_Directions:_
Print each line from the start of the records below up through the line where "pub(crate) const LIST_FIELD: &str" is found, exactly as given.

_Items listed in a dataset:_
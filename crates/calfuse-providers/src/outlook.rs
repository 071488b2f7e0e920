//! Microsoft Outlook (Graph) specifics: endpoints, calendarView query and field mapping.

use calfuse_core::{ProviderId, TimeWindow, UnifiedEvent};
use chrono::{DateTime, Duration, NaiveDateTime, Utc};

use crate::error::{ProviderError, ProviderResult};
use crate::normalize::{format_query_time, optional_str, required_str};
use crate::raw_event::RawProviderEvent;

pub(crate) const DEFAULT_TENANT: &str = "common";
pub(crate) const EVENTS_ENDPOINT: &str = "https://graph.microsoft.com/v1.0/me/calendarView";
pub(crate) const DEFAULT_SCOPES: &[&str] = &["offline_access", "Calendars.Read"];

/// JSON field holding the event array in a list response.
pub(crate) const LIST_FIELD: &str = "value";

/// `calendarView` needs an explicit end; open windows extend this far.
fn default_horizon() -> Duration {
    Duration::days(365)
}

/// Asks Graph to express every `dateTime` in UTC.
pub(crate) const PREFER_UTC: &str = "outlook.timezone=\"UTC\"";

pub(crate) fn auth_endpoint(tenant: &str) -> String {
    format!("https://login.microsoftonline.com/{tenant}/oauth2/v2.0/authorize")
}

pub(crate) fn token_endpoint(tenant: &str) -> String {
    format!("https://login.microsoftonline.com/{tenant}/oauth2/v2.0/token")
}

pub(crate) fn extra_auth_params() -> Vec<(String, String)> {
    vec![("response_mode".to_string(), "query".to_string())]
}

/// Query parameters for `me/calendarView`.
pub(crate) fn events_query(window: &TimeWindow, max_results: usize) -> Vec<(&'static str, String)> {
    vec![
        ("startDateTime", format_query_time(window.start)),
        ("endDateTime", format_query_time(window.end_or(default_horizon()))),
        ("$top", max_results.to_string()),
        ("$orderby", "start/dateTime".to_string()),
    ]
}

/// Maps a Graph event resource onto a [`UnifiedEvent`].
///
/// | unified    | outlook                                |
/// |------------|----------------------------------------|
/// | id         | `id`                                   |
/// | title      | `subject`                              |
/// | start      | `start.dateTime` (+ `start.timeZone`)  |
/// | end        | `end.dateTime` (+ `end.timeZone`)      |
/// | all_day    | `isAllDay`                             |
/// | location   | `location.displayName`                 |
/// | html_link  | `webLink`                              |
pub(crate) fn normalize(raw: &RawProviderEvent) -> ProviderResult<UnifiedEvent> {
    let id = required_str(raw, "id")?;

    let start = event_time(raw, "start")?
        .ok_or_else(|| ProviderError::normalization("start.dateTime", "missing start time"))?;
    let end = event_time(raw, "end")?;

    let all_day = match raw.get("isAllDay") {
        None | Some(serde_json::Value::Null) => false,
        Some(value) => value
            .as_bool()
            .ok_or_else(|| ProviderError::normalization("isAllDay", "expected a boolean"))?,
    };

    Ok(UnifiedEvent::new(ProviderId::Outlook, id, start, raw.as_value().clone())
        .with_title(optional_str(raw, "subject"))
        .with_end(end)
        .with_all_day(all_day)
        .with_location(optional_str(raw, "location.displayName"))
        .with_html_link(optional_str(raw, "webLink")))
}

/// Parses `<key>.dateTime`, which Graph sends without an offset.
///
/// The value is read in `<key>.timeZone`; only UTC is accepted because the
/// fetcher asks Graph for UTC. Strings that carry an explicit offset are
/// accepted regardless of `timeZone`.
fn event_time(raw: &RawProviderEvent, key: &str) -> ProviderResult<Option<DateTime<Utc>>> {
    let field = format!("{key}.dateTime");
    let Some(value) = optional_str(raw, &field) else {
        return Ok(None);
    };

    if let Ok(dt) = DateTime::parse_from_rfc3339(&value) {
        return Ok(Some(dt.with_timezone(&Utc)));
    }

    let tz_field = format!("{key}.timeZone");
    match optional_str(raw, &tz_field).as_deref() {
        None | Some("UTC") | Some("Etc/UTC") | Some("Coordinated Universal Time") => {}
        Some(other) => {
            return Err(ProviderError::normalization(
                tz_field.clone(),
                format!("unsupported time zone '{other}'"),
            ));
        }
    }

    NaiveDateTime::parse_from_str(&value, "%Y-%m-%dT%H:%M:%S%.f")
        .map(|naive| Some(naive.and_utc()))
        .map_err(|e| ProviderError::normalization(field, "invalid timestamp").with_source(e))
}

#[cfg(test)]
mod tests {
    use super::*;
    use chrono::TimeZone;
    use serde_json::json;

    #[test]
    fn timed_event() {
        let raw = RawProviderEvent::new(json!({
            "id": "AAMkAG=",
            "subject": "Planning",
            "start": {"dateTime": "2025-03-15T10:00:00.0000000", "timeZone": "UTC"},
            "end": {"dateTime": "2025-03-15T11:30:00.0000000", "timeZone": "UTC"},
            "isAllDay": false,
            "location": {"displayName": "Conf B"},
            "webLink": "https://outlook.office365.com/owa/?itemid=AAMkAG"
        }));

        let event = normalize(&raw).unwrap();
        assert_eq!(event.id, "AAMkAG=");
        assert_eq!(event.title.as_deref(), Some("Planning"));
        assert_eq!(event.start, Utc.with_ymd_and_hms(2025, 3, 15, 10, 0, 0).unwrap());
        assert_eq!(event.end, Some(Utc.with_ymd_and_hms(2025, 3, 15, 11, 30, 0).unwrap()));
        assert!(!event.all_day);
        assert_eq!(event.location.as_deref(), Some("Conf B"));
        assert_eq!(event.source, ProviderId::Outlook);
    }

    #[test]
    fn all_day_flag() {
        let raw = RawProviderEvent::new(json!({
            "id": "1",
            "subject": "Offsite",
            "start": {"dateTime": "2025-04-01T00:00:00.0000000", "timeZone": "UTC"},
            "end": {"dateTime": "2025-04-02T00:00:00.0000000", "timeZone": "UTC"},
            "isAllDay": true
        }));
        assert!(normalize(&raw).unwrap().all_day);
    }

    #[test]
    fn offset_timestamps_are_accepted() {
        let raw = RawProviderEvent::new(json!({
            "id": "1",
            "start": {"dateTime": "2025-03-15T10:00:00-05:00", "timeZone": "Eastern Standard Time"}
        }));
        let event = normalize(&raw).unwrap();
        assert_eq!(event.start, Utc.with_ymd_and_hms(2025, 3, 15, 15, 0, 0).unwrap());
        assert_eq!(event.title, None);
        assert_eq!(event.location, None);
    }

    #[test]
    fn non_utc_zone_without_offset_is_rejected() {
        let raw = RawProviderEvent::new(json!({
            "id": "1",
            "start": {"dateTime": "2025-03-15T10:00:00.0000000", "timeZone": "Pacific Standard Time"}
        }));
        assert_eq!(normalize(&raw).unwrap_err().field(), Some("start.timeZone"));
    }

    #[test]
    fn malformed_fields() {
        let raw = RawProviderEvent::new(json!({
            "id": "1",
            "start": {"dateTime": "15/03/2025 10:00", "timeZone": "UTC"}
        }));
        assert_eq!(normalize(&raw).unwrap_err().field(), Some("start.dateTime"));

        let raw = RawProviderEvent::new(json!({
            "id": "1",
            "start": {"dateTime": "2025-03-15T10:00:00", "timeZone": "UTC"},
            "isAllDay": "yes"
        }));
        assert_eq!(normalize(&raw).unwrap_err().field(), Some("isAllDay"));
    }

    #[test]
    fn query_always_has_both_bounds() {
        let start = Utc.with_ymd_and_hms(2025, 3, 15, 10, 0, 0).unwrap();
        let query = events_query(&TimeWindow::starting_at(start), 10);
        assert!(query.contains(&("startDateTime", "2025-03-15T10:00:00Z".to_string())));
        assert!(query.contains(&("endDateTime", "2026-03-15T10:00:00Z".to_string())));
        assert!(query.contains(&("$top", "10".to_string())));
    }

    #[test]
    fn tenant_endpoints() {
        assert_eq!(
            token_endpoint("common"),
            "https://login.microsoftonline.com/common/oauth2/v2.0/token"
        );
    }
}
impl TokenExchanger {
    pub fn new(registry: Arc<ProviderRegistry>, http: reqwest::Client) -> Self {
        Self { registry, http }
    }

    /// Trades `code` for tokens at the provider's token endpoint.
    ///
    /// `state` is checked against `expected_state` before anything is sent.
    /// Sends exactly one request; nothing is retried.
    ///
    /// # Errors
    ///
    /// - `CsrfMismatch` if the states differ
    /// - `BadRequest` if `code` is empty
    /// - `Upstream` for a non-2xx response (status and body are kept for diagnostics)
    /// - `Network` for transport failures and timeouts
    /// - `MalformedResponse` if the body lacks an `access_token`
    pub async fn exchange(
        &self,
        provider: ProviderId,
        code: &str,
        state: &str,
        expected_state: &str,
    ) -> ProviderResult<TokenBundle> {
        let config = self.registry.get(provider)?;

        if !states_match(state, expected_state) {
            return Err(ProviderError::csrf_mismatch("state does not match the issued request")
                .with_provider(provider));
        }
        if code.trim().is_empty() {
            return Err(
                ProviderError::bad_request("authorization code is empty").with_provider(provider)
            );
        }

        let params = [
            ("grant_type", "authorization_code"),
            ("code", code),
            ("client_id", config.client_id.as_str()),
            ("client_secret", config.client_secret.as_str()),
            ("redirect_uri", config.redirect_uri.as_str()),
        ];

        debug!(provider = %provider, endpoint = %config.token_endpoint, "exchanging authorization code");
        let response = self
            .http
            .post(config.token_endpoint.clone())
            .form(&params)
            .send()
            .await
            .map_err(|e| transport_error("token exchange", e).with_provider(provider))?;

        let status = response.status();
        let body = read_body("token exchange", response)
            .await
            .map_err(|e| e.with_provider(provider))?;

        if !status.is_success() {
            return Err(ProviderError::upstream(
                format!("token endpoint returned {}", status.as_u16()),
                status.as_u16(),
                body,
            )
            .with_provider(provider));
        }

        let token_response: TokenResponse = serde_json::from_str(&body).map_err(|e| {
            ProviderError::malformed_response("token response lacks a usable access_token")
                .with_provider(provider)
                .with_source(e)
        })?;
        if token_response.access_token.is_empty() {
            return Err(ProviderError::malformed_response("token response has an empty access_token")
                .with_provider(provider));
        }

        info!(provider = %provider, "obtained access token");
        Ok(TokenBundle::from_response(token_response, &config.scopes))
    }
}

#[cfg(test)]
mod tests {
    use super::*;
    use std::collections::HashSet;
    use std::time::Duration as StdDuration;

    use wiremock::matchers::{body_string_contains, method, path};
    use wiremock::{Mock, MockServer, ResponseTemplate};

    use crate::error::ProviderErrorCode;
    use crate::http::build_http_client;

    fn google_config(token_endpoint: &str) -> ProviderConfig {
        ProviderConfig::google("client-123", "s3cret", "http://localhost:8080/google-callback")
            .unwrap()
            .with_token_endpoint(Url::parse(token_endpoint).unwrap())
    }

    fn registry_with(config: ProviderConfig) -> Arc<ProviderRegistry> {
        Arc::new(ProviderRegistry::new([config]).unwrap())
    }

    fn exchanger(registry: Arc<ProviderRegistry>) -> TokenExchanger {
        TokenExchanger::new(registry, build_http_client(StdDuration::from_secs(5)).unwrap())
    }

    #[test]
    fn state_is_22_url_safe_chars() {
        let state = generate_state();
        assert_eq!(state.len(), 22);
        assert!(
            state
                .chars()
                .all(|c| c.is_ascii_alphanumeric() || c == '-' || c == '_')
        );
    }

    #[test]
    fn states_are_unique() {
        let states: HashSet<String> = (0..10_000).map(|_| generate_state()).collect();
        assert_eq!(states.len(), 10_000);
    }

    #[test]
    fn state_comparison() {
        assert!(states_match("abc", "abc"));
        assert!(!states_match("abc", "abd"));
        assert!(!states_match("abc", "abcd"));
        assert!(!states_match("", "a"));
    }

    #[test]
    fn auth_url_contains_oauth_params() {
        let registry = registry_with(google_config("https://oauth2.googleapis.com/token"));
        let auth = AuthorizationFlowBuilder::new(registry)
            .build_auth_url(ProviderId::Google, None)
            .unwrap();

        assert_eq!(auth.url.host_str(), Some("accounts.google.com"));
        let pairs: Vec<(String, String)> = auth.url.query_pairs().into_owned().collect();
        let get = |key: &str| {
            pairs
                .iter()
                .find(|(k, _)| k == key)
                .map(|(_, v)| v.as_str())
        };
        assert_eq!(get("client_id"), Some("client-123"));
        assert_eq!(get("redirect_uri"), Some("http://localhost:8080/google-callback"));
        assert_eq!(get("response_type"), Some("code"));
        assert_eq!(
            get("scope"),
            Some("https://www.googleapis.com/auth/calendar.readonly")
        );
        assert_eq!(get("state"), Some(auth.state.as_str()));
        assert_eq!(get("access_type"), Some("offline"));
        assert_eq!(get("prompt"), Some("consent"));
        assert!(!auth.url.as_str().contains("s3cret"));
    }

    #[test]
    fn auth_url_unknown_provider() {
        let registry = registry_with(google_config("https://oauth2.googleapis.com/token"));
        let err = AuthorizationFlowBuilder::new(registry)
            .build_auth_url(ProviderId::Outlook, None)
            .unwrap_err();
        assert_eq!(err.code(), ProviderErrorCode::UnknownProvider);
    }

    #[test]
    fn requested_scope_is_intersected() {
        let config = google_config("https://oauth2.googleapis.com/token")
            .with_scopes(["calendar.readonly", "calendar.events.readonly"]);
        let builder = AuthorizationFlowBuilder::new(registry_with(config));

        let requested = vec!["calendar.events.readonly".to_string(), "drive".to_string()];
        let auth = builder
            .build_auth_url(ProviderId::Google, Some(&requested))
            .unwrap();
        assert_eq!(auth.scopes, vec!["calendar.events.readonly"]);

        let unrelated = vec!["drive".to_string()];
        let auth = builder
            .build_auth_url(ProviderId::Google, Some(&unrelated))
            .unwrap();
        assert_eq!(auth.scopes, vec!["calendar.readonly", "calendar.events.readonly"]);
    }

    #[test]
    fn token_bundle_debug_redacts() {
        let bundle = TokenBundle {
            access_token: "ya29.secret".to_string(),
            refresh_token: Some("1//refresh".to_string()),
            expires_at: None,
            scopes: vec![],
        };
        let debug = format!("{bundle:?}");
        assert!(!debug.contains("ya29.secret"));
        assert!(!debug.contains("1//refresh"));
    }

    #[tokio::test]
    async fn exchange_success() {
        let server = MockServer::start().await;
        Mock::given(method("POST"))
            .and(path("/token"))
            .and(body_string_contains("grant_type=authorization_code"))
            .and(body_string_contains("code=auth-code"))
            .and(body_string_contains("client_secret=s3cret"))
            .respond_with(ResponseTemplate::new(200).set_body_json(serde_json::json!({
                "access_token": "ya29.token",
                "refresh_token": "1//refresh",
                "expires_in": 3599,
                "scope": "https://www.googleapis.com/auth/calendar.readonly",
                "token_type": "Bearer"
            })))
            .expect(1)
            .mount(&server)
            .await;

        let registry = registry_with(google_config(&format!("{}/token", server.uri())));
        let bundle = exchanger(registry)
            .exchange(ProviderId::Google, "auth-code", "st", "st")
            .await
            .unwrap();

        assert_eq!(bundle.access_token, "ya29.token");
        assert_eq!(bundle.refresh_token.as_deref(), Some("1//refresh"));
        let expires_at = bundle.expires_at.unwrap();
        assert!(expires_at > Utc::now() + Duration::minutes(59));
        assert_eq!(
            bundle.scopes,
            vec!["https://www.googleapis.com/auth/calendar.readonly"]
        );
    }

    #[test]
    fn expiry_ignores_unusable_lifetimes() {
        assert!(expiry_from_now(0).is_some());
        assert!(expiry_from_now(-1).is_none());
        assert!(expiry_from_now(i64::MAX).is_none());
        assert!(expiry_from_now(i64::MAX / 1_000).is_none());
    }

    #[tokio::test]
    async fn exchange_with_huge_expires_in_has_no_expiry() {
        let server = MockServer::start().await;
        Mock::given(method("POST"))
            .and(path("/token"))
            .respond_with(ResponseTemplate::new(200).set_body_json(serde_json::json!({
                "access_token": "t",
                "expires_in": i64::MAX
            })))
            .expect(1)
            .mount(&server)
            .await;

        let registry = registry_with(google_config(&format!("{}/token", server.uri())));
        let bundle = exchanger(registry)
            .exchange(ProviderId::Google, "code", "st", "st")
            .await
            .unwrap();
        assert_eq!(bundle.access_token, "t");
        assert_eq!(bundle.expires_at, None);
    }

    #[tokio::test]
    async fn exchange_state_mismatch_makes_no_request() {
        let server = MockServer::start().await;
        Mock::given(method("POST"))
            .respond_with(ResponseTemplate::new(200))
            .expect(0)
            .mount(&server)
            .await;

        let ex = exchanger(registry_with(google_config(&format!("{}/token", server.uri()))));
        let err = ex
            .exchange(ProviderId::Google, "code", "forged", "issued")
            .await
            .unwrap_err();
        assert_eq!(err.code(), ProviderErrorCode::CsrfMismatch);

        let err = ex
            .exchange(ProviderId::Google, "  ", "issued", "issued")
            .await
            .unwrap_err();
        assert_eq!(err.code(), ProviderErrorCode::BadRequest);
    }

    #[tokio::test]
    async fn exchange_upstream_error_keeps_status_and_body() {
        let server = MockServer::start().await;
        Mock::given(method("POST"))
            .and(path("/token"))
            .respond_with(
                ResponseTemplate::new(400).set_body_string(r#"{"error":"invalid_grant"}"#),
            )
            .expect(1)
            .mount(&server)
            .await;

        let err = exchanger(registry_with(google_config(&format!("{}/token", server.uri()))))
            .exchange(ProviderId::Google, "stale", "st", "st")
            .await
            .unwrap_err();
        assert_eq!(err.code(), ProviderErrorCode::Upstream);
        assert_eq!(err.upstream_status(), Some(400));
        assert_eq!(err.upstream_body(), Some(r#"{"error":"invalid_grant"}"#));
        assert!(!err.to_string().contains("invalid_grant"));
    }

    #[tokio::test]
    async fn exchange_without_access_token_is_malformed() {
        let server = MockServer::start().await;
        Mock::given(method("POST"))
            .and(path("/token"))
            .respond_with(ResponseTemplate::new(200).set_body_json(serde_json::json!({
                "token_type": "Bearer"
            })))
            .mount(&server)
            .await;

        let err = exchanger(registry_with(google_config(&format!("{}/token", server.uri()))))
            .exchange(ProviderId::Google, "code", "st", "st")
            .await
            .unwrap_err();
        assert_eq!(err.code(), ProviderErrorCode::MalformedResponse);
        assert_eq!(err.provider(), Some(ProviderId::Google));
    }

    #[tokio::test]
    async fn exchange_timeout_is_network_error() {
        let server = MockServer::start().await;
        Mock::given(method("POST"))
            .and(path("/token"))
            .respond_with(
                ResponseTemplate::new(200)
                    .set_delay(StdDuration::from_secs(2))
                    .set_body_json(serde_json::json!({"access_token": "late"})),
            )
            .mount(&server)
            .await;

        let registry = registry_with(google_config(&format!("{}/token", server.uri())));
        let ex = TokenExchanger::new(
            registry,
            build_http_client(StdDuration::from_millis(200)).unwrap(),
        );
        let err = ex
            .exchange(ProviderId::Google, "code", "st", "st")
            .await
            .unwrap_err();
        assert_eq!(err.code(), ProviderErrorCode::Network);
    }
}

_Task output:_
filename crates/calfuse-providers/src/outlook.rs
repository 071488b2f7e0e920
//! Microsoft Outlook (Graph) specifics: endpoints, calendarView query and field mapping.

use calfuse_core::{ProviderId, TimeWindow, UnifiedEvent};
use chrono::{DateTime, Duration, NaiveDateTime, Utc};

use crate::error::{ProviderError, ProviderResult};
use crate::normalize::{format_query_time, optional_str, required_str};
use crate::raw_event::RawProviderEvent;

pub(crate) const DEFAULT_TENANT: &str = "common";
pub(crate) const EVENTS_ENDPOINT: &str = "https://graph.microsoft.com/v1.0/me/calendarView";
pub(crate) const DEFAULT_SCOPES: &[&str] = &["offline_access", "Calendars.Read"];

/// JSON field holding the event array in a list response.
pub(crate) const LIST_FIELD: &str = "value";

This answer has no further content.